Un Débat sur la Répression
Tous ne partagent pas l’approche ultra-répressive de Singapour. La Coalition des défenseurs de la réduction des méfaits liés au tabac (CAPHRA) argue que les interdictions générales risquent de pousser ce commerce encore plus loin dans la clandestinité, rendant sa régulation encore plus difficile. Selon eux, une approche axée sur la réduction des risques, comme une régulation stricte mais légale du vapotage, pourrait être plus efficace.
Pourtant, pour les autorités singapouriennes, la tolérance zéro est une nécessité. Dans un pays où la consommation de drogue est sévèrement punie, les vapoteuses dopées sont perçues comme une menace directe à l’ordre public et à la santé des citoyens. Cette divergence d’opinions souligne la complexité du problème, entre répression et prévention.
L’Impact sur la Jeunesse
La jeunesse singapourienne est au cœur de cette crise. Les Kpods, avec leurs saveurs attrayantes et leur marketing agressif, ciblent directement les adolescents et les jeunes adultes. Les vidéos virales d’adolescents en détresse après avoir vapoté ont choqué l’opinion publique, renforçant l’urgence d’agir. Les autorités, en collaboration avec des figures comme Delfard Tay, multiplient les campagnes de sensibilisation pour alerter sur les dangers de ces produits.
- Accessibilité : Disponibles sur Telegram ou via des réseaux clandestins.
- Marketing : Noms et saveurs conçus pour séduire les jeunes.
- Conséquences : Hallucinations, convulsions, et risques mortels.
Ces campagnes insistent sur l’idée que les Kpods ne sont pas de simples cigarettes électroniques, mais des vecteurs de substances dangereuses. Les écoles et les centres communautaires sont désormais des lieux clés pour diffuser ce message, avec des programmes éducatifs visant à prévenir l’usage de ces dispositifs.

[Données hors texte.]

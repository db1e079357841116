// SPDX-License-Identifier: MIT
// Copyright 2026 Roland Dreier <roland@rolandd.dev>

//! HTTP client for the hosted backend's query interface.
//!
//! Handles:
//! - Collection reads with filter/order/limit parameters
//! - Inserts and updates returning the written rows
//! - Deletes
//! - Remote procedure calls
//!
//! Every request carries the project anon key and the caller's access
//! token, so the backend applies its row-level security to the caller.

use crate::db::query::Query;
use crate::error::AppError;
use crate::middleware::auth::AuthUser;
use serde::de::DeserializeOwned;
use serde::Serialize;

/// Backend query client.
#[derive(Clone)]
pub struct RestClient {
    http: reqwest::Client,
    base_url: String,
    anon_key: String,
}

impl RestClient {
    /// Create a client for the project at `project_url`.
    pub fn new(project_url: &str, anon_key: &str) -> Self {
        Self {
            http: reqwest::Client::new(),
            base_url: format!("{}/rest/v1", project_url.trim_end_matches('/')),
            anon_key: anon_key.to_string(),
        }
    }

    fn request(
        &self,
        method: reqwest::Method,
        path: &str,
        caller: &AuthUser,
    ) -> reqwest::RequestBuilder {
        self.http
            .request(method, format!("{}/{}", self.base_url, path))
            .header("apikey", &self.anon_key)
            .bearer_auth(&caller.access_token)
    }

    /// Read rows from a collection.
    pub async fn select<T: DeserializeOwned>(
        &self,
        caller: &AuthUser,
        table: &str,
        query: &Query,
    ) -> Result<Vec<T>, AppError> {
        let mut params = query.to_params();
        params.push(("select".to_string(), "*".to_string()));

        let response = self
            .request(reqwest::Method::GET, table, caller)
            .query(&params)
            .send()
            .await
            .map_err(|e| AppError::Backend(e.to_string()))?;

        self.check_response_json(response).await
    }

    /// Insert rows and return them as stored.
    pub async fn insert<B: Serialize + ?Sized, T: DeserializeOwned>(
        &self,
        caller: &AuthUser,
        table: &str,
        rows: &B,
    ) -> Result<Vec<T>, AppError> {
        let response = self
            .request(reqwest::Method::POST, table, caller)
            .header("Prefer", "return=representation")
            .json(rows)
            .send()
            .await
            .map_err(|e| AppError::Backend(e.to_string()))?;

        self.check_response_json(response).await
    }

    /// Patch the rows matching `query` and return them as stored.
    pub async fn update<B: Serialize + ?Sized, T: DeserializeOwned>(
        &self,
        caller: &AuthUser,
        table: &str,
        query: &Query,
        patch: &B,
    ) -> Result<Vec<T>, AppError> {
        let response = self
            .request(reqwest::Method::PATCH, table, caller)
            .header("Prefer", "return=representation")
            .query(&query.to_params())
            .json(patch)
            .send()
            .await
            .map_err(|e| AppError::Backend(e.to_string()))?;

        self.check_response_json(response).await
    }

    /// Delete the rows matching `query`.
    pub async fn delete(
        &self,
        caller: &AuthUser,
        table: &str,
        query: &Query,
    ) -> Result<(), AppError> {
        let response = self
            .request(reqwest::Method::DELETE, table, caller)
            .query(&query.to_params())
            .send()
            .await
            .map_err(|e| AppError::Backend(e.to_string()))?;

        self.check_response(response).await
    }

    /// Call a remote procedure that returns a set of rows.
    pub async fn rpc<P: Serialize + ?Sized, T: DeserializeOwned>(
        &self,
        caller: &AuthUser,
        name: &str,
        params: &P,
    ) -> Result<Vec<T>, AppError> {
        let response = self
            .request(reqwest::Method::POST, &format!("rpc/{}", name), caller)
            .json(params)
            .send()
            .await
            .map_err(|e| AppError::Backend(e.to_string()))?;

        self.check_response_json(response).await
    }

    /// Map a failed response to an error.
    async fn error_for(response: reqwest::Response) -> AppError {
        let status = response.status();
        let body = response.text().await.unwrap_or_default();

        // Expired or missing session - the view sends the user to sign in
        if status.as_u16() == 401 {
            return AppError::Unauthorized;
        }

        tracing::warn!(status = %status, body = %body, "Backend request failed");
        AppError::Backend(format!("HTTP {}: {}", status, body))
    }

    /// Check response status and return error if not successful.
    async fn check_response(&self, response: reqwest::Response) -> Result<(), AppError> {
        if response.status().is_success() {
            return Ok(());
        }
        Err(Self::error_for(response).await)
    }

    /// Check response and parse JSON body.
    async fn check_response_json<T: DeserializeOwned>(
        &self,
        response: reqwest::Response,
    ) -> Result<T, AppError> {
        if !response.status().is_success() {
            return Err(Self::error_for(response).await);
        }

        response
            .json()
            .await
            .map_err(|e| AppError::Backend(format!("JSON parse error: {}", e)))
    }
}
// SPDX-License-Identifier: MIT
// Copyright 2026 Roland Dreier <roland@rolandd.dev>

//! User profiles: lazy creation, owner updates, feed lookups.

use crate::db::BackendDb;
use crate::error::{AppError, Result};
use crate::middleware::auth::AuthUser;
use crate::models::{NewProfile, Profile, ProfileSummary, ProfileUpdate};

/// Fallback username when the account has no email.
const DEFAULT_USERNAME: &str = "user";

#[derive(Clone)]
pub struct ProfileService {
    db: BackendDb,
}

impl ProfileService {
    pub fn new(db: BackendDb) -> Self {
        Self { db }
    }

    fn username_for(user: &AuthUser) -> String {
        user.email_handle().unwrap_or(DEFAULT_USERNAME).to_string()
    }

    /// The caller's profile, created with defaults if missing.
    ///
    /// Creation failure is returned to the caller.
    pub async fn get_or_create(&self, user: &AuthUser) -> Result<Profile> {
        if let Some(profile) = self.db.get_profile(user, &user.user_id).await? {
            return Ok(profile);
        }

        let new = NewProfile {
            id: user.user_id.clone(),
            username: Self::username_for(user),
            full_name: user.full_name.clone().unwrap_or_default(),
            dog_name: String::new(),
        };
        tracing::info!(user_id = %user.user_id, username = %new.username, "Creating profile");
        self.db.insert_profile(user, &new).await
    }

    /// Make sure the caller has a profile before writing rows that join to it.
    ///
    /// Failures are logged and swallowed.
    pub async fn ensure_exists(&self, user: &AuthUser) {
        match self.db.get_profile(user, &user.user_id).await {
            Ok(Some(_)) => return,
            Ok(None) => {}
            Err(e) => {
                tracing::warn!(user_id = %user.user_id, error = %e, "Profile lookup failed");
                return;
            }
        }

        let full_name = user
            .full_name
            .clone()
            .or_else(|| user.email_handle().map(str::to_string))
            .unwrap_or_else(|| "Anonymous User".to_string());

        let new = NewProfile {
            id: user.user_id.clone(),
            username: Self::username_for(user),
            full_name,
            dog_name: String::new(),
        };

        if let Err(e) = self.db.insert_profile(user, &new).await {
            tracing::warn!(user_id = %user.user_id, error = %e, "Failed to create profile");
        }
    }

    /// Update the caller's own profile.
    pub async fn update(&self, user: &AuthUser, update: &ProfileUpdate) -> Result<Profile> {
        if update.is_empty() {
            return Err(AppError::BadRequest("No profile fields to update".to_string()));
        }
        self.db
            .update_profile(user, update)
            .await?
            .ok_or_else(|| AppError::NotFound("Profile".to_string()))
    }

    /// Display fields for any user, if they have a profile.
    pub async fn summary(&self, viewer: &AuthUser, user_id: &str) -> Result<Option<ProfileSummary>> {
        Ok(self
            .db
            .get_profile(viewer, user_id)
            .await?
            .map(ProfileSummary::from))
    }
}

#[cfg(test)]
mod tests {
    use super::*;
    use crate::services::realtime::ChangeHub;

    fn user(id: &str, email: Option<&str>, full_name: Option<&str>) -> AuthUser {
        AuthUser {
            user_id: id.to_string(),
            email: email.map(str::to_string),
            full_name: full_name.map(str::to_string),
            access_token: String::new(),
        }
    }

    #[tokio::test]
    async fn test_get_or_create_defaults() {
        let service = ProfileService::new(BackendDb::memory(ChangeHub::new()));

        let rex = user("u1", Some("rex@example.com"), None);
        let profile = service.get_or_create(&rex).await.unwrap();
        assert_eq!(profile.username, "rex");
        assert_eq!(profile.full_name, "");
        assert_eq!(profile.dog_name, "");

        // Second call finds the existing row
        let again = service.get_or_create(&rex).await.unwrap();
        assert_eq!(again, profile);
    }

    #[tokio::test]
    async fn test_ensure_exists_fills_full_name() {
        let service = ProfileService::new(BackendDb::memory(ChangeHub::new()));

        let anon = user("u2", None, None);
        service.ensure_exists(&anon).await;
        let profile = service.get_or_create(&anon).await.unwrap();
        assert_eq!(profile.username, "user");
        assert_eq!(profile.full_name, "Anonymous User");

        let named = user("u3", Some("max@example.com"), Some("Max Power"));
        service.ensure_exists(&named).await;
        let summary = service.summary(&anon, "u3").await.unwrap().unwrap();
        assert_eq!(summary.full_name, "Max Power");
        assert_eq!(summary.username, "max");
    }

    #[tokio::test]
    async fn test_update_requires_fields() {
        let service = ProfileService::new(BackendDb::memory(ChangeHub::new()));
        let rex = user("u1", Some("rex@example.com"), None);
        service.get_or_create(&rex).await.unwrap();

        let err = service.update(&rex, &ProfileUpdate::default()).await.unwrap_err();
        assert!(matches!(err, AppError::BadRequest(_)));

        let updated = service
            .update(
                &rex,
                &ProfileUpdate {
                    dog_name: Some("Biscuit".to_string()),
                    ..Default::default()
                },
            )
            .await
            .unwrap();
        assert_eq!(updated.dog_name, "Biscuit");
        assert_eq!(updated.username, "rex");
    }
}
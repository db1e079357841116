// SPDX-License-Identifier: MIT
// Copyright 2026 Roland Dreier <roland@kernel.org>

//! Friend activity model for storage and API.

use super::profile::ProfileSummary;
use serde::{Deserialize, Serialize};

/// Notable action fanned out to an actor's friends.
#[derive(Debug, Clone, Copy, PartialEq, Eq, Serialize, Deserialize)]
#[serde(rename_all = "snake_case")]
pub enum ActivityType {
    CheckIn,
    FriendRequest,
    FriendAccepted,
    WalkStarted,
    WalkEnded,
    WalkJoined,
    /// Types added on the backend after this client was built
    #[serde(other)]
    Unknown,
}

impl ActivityType {
    pub fn as_str(&self) -> &'static str {
        match self {
            ActivityType::CheckIn => "check_in",
            ActivityType::FriendRequest => "friend_request",
            ActivityType::FriendAccepted => "friend_accepted",
            ActivityType::WalkStarted => "walk_started",
            ActivityType::WalkEnded => "walk_ended",
            ActivityType::WalkJoined => "walk_joined",
            ActivityType::Unknown => "unknown",
        }
    }
}

/// Activity row in the `activities` collection. Append-only.
#[derive(Debug, Clone, Serialize, Deserialize, PartialEq)]
pub struct Activity {
    pub id: String,
    /// Recipient
    pub user_id: String,
    pub actor_id: String,
    pub activity_type: ActivityType,
    #[serde(default)]
    pub activity_data: serde_json::Value,
    pub created_at: String,
}

/// Insert payload for the `activities` collection.
#[derive(Debug, Clone, Serialize)]
pub struct NewActivity {
    pub user_id: String,
    pub actor_id: String,
    pub activity_type: ActivityType,
    pub activity_data: serde_json::Value,
}

/// Activity joined with the actor's profile, as returned by the
/// `get_friends_recent_activities` RPC.
#[derive(Debug, Clone, Serialize, Deserialize, PartialEq)]
pub struct ActivityWithActor {
    pub id: String,
    pub actor_id: String,
    #[serde(default)]
    pub actor_username: String,
    #[serde(default)]
    pub actor_full_name: String,
    #[serde(default)]
    pub actor_dog_name: String,
    #[serde(default)]
    pub actor_avatar_url: Option<String>,
    pub activity_type: ActivityType,
    #[serde(default)]
    pub activity_data: serde_json::Value,
    pub created_at: String,
}

impl ActivityWithActor {
    pub fn from_parts(activity: Activity, actor: ProfileSummary) -> Self {
        Self {
            id: activity.id,
            actor_id: activity.actor_id,
            actor_username: actor.username,
            actor_full_name: actor.full_name,
            actor_dog_name: actor.dog_name,
            actor_avatar_url: actor.avatar_url,
            activity_type: activity.activity_type,
            activity_data: activity.activity_data,
            created_at: activity.created_at,
        }
    }
}

#[cfg(test)]
mod tests {
    use super::*;

    #[test]
    fn test_unknown_activity_type_tolerated() {
        let t: ActivityType = serde_json::from_str("\"dog_birthday\"").unwrap();
        assert_eq!(t, ActivityType::Unknown);

        let t: ActivityType = serde_json::from_str("\"walk_ended\"").unwrap();
        assert_eq!(t, ActivityType::WalkEnded);
    }
}
// SPDX-License-Identifier: MIT
// Copyright 2026 Roland Dreier <roland@rolandd.dev>

//! Middleware modules (authentication, security, etc.).

pub mod auth;
pub mod security;
pub mod webhook_auth;

pub use auth::require_auth;
pub use webhook_auth::require_webhook_signature;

Vers un Avenir sans Kpods ?
La lutte contre les vapoteuses dopées à Singapour est loin d’être terminée. Si les mesures répressives ont permis de freiner leur diffusion, le marché illicite reste un défi majeur. Les autorités continuent d’investir dans la surveillance, la sensibilisation et la coopération internationale pour couper les filières d’approvisionnement, notamment avec la Malaisie.
Pour des figures comme Delfard Tay, cette bataille est aussi personnelle que collective. En partageant son histoire, il espère non seulement honorer la mémoire de sa fille, mais aussi protéger d’autres familles de la douleur qu’il a vécue. Son message, simple mais puissant, résonne comme un appel à l’action : les Kpods tueront vos rêves.
Alors que Singapour poursuit sa croisade contre ce fléau, une question demeure : la répression suffira-t-elle à éradiquer ce danger, ou faut-il repenser l’approche pour mieux protéger la jeunesse ? L’avenir nous le dira, mais une chose est sûre : la lutte contre les Kpods est devenue une priorité nationale.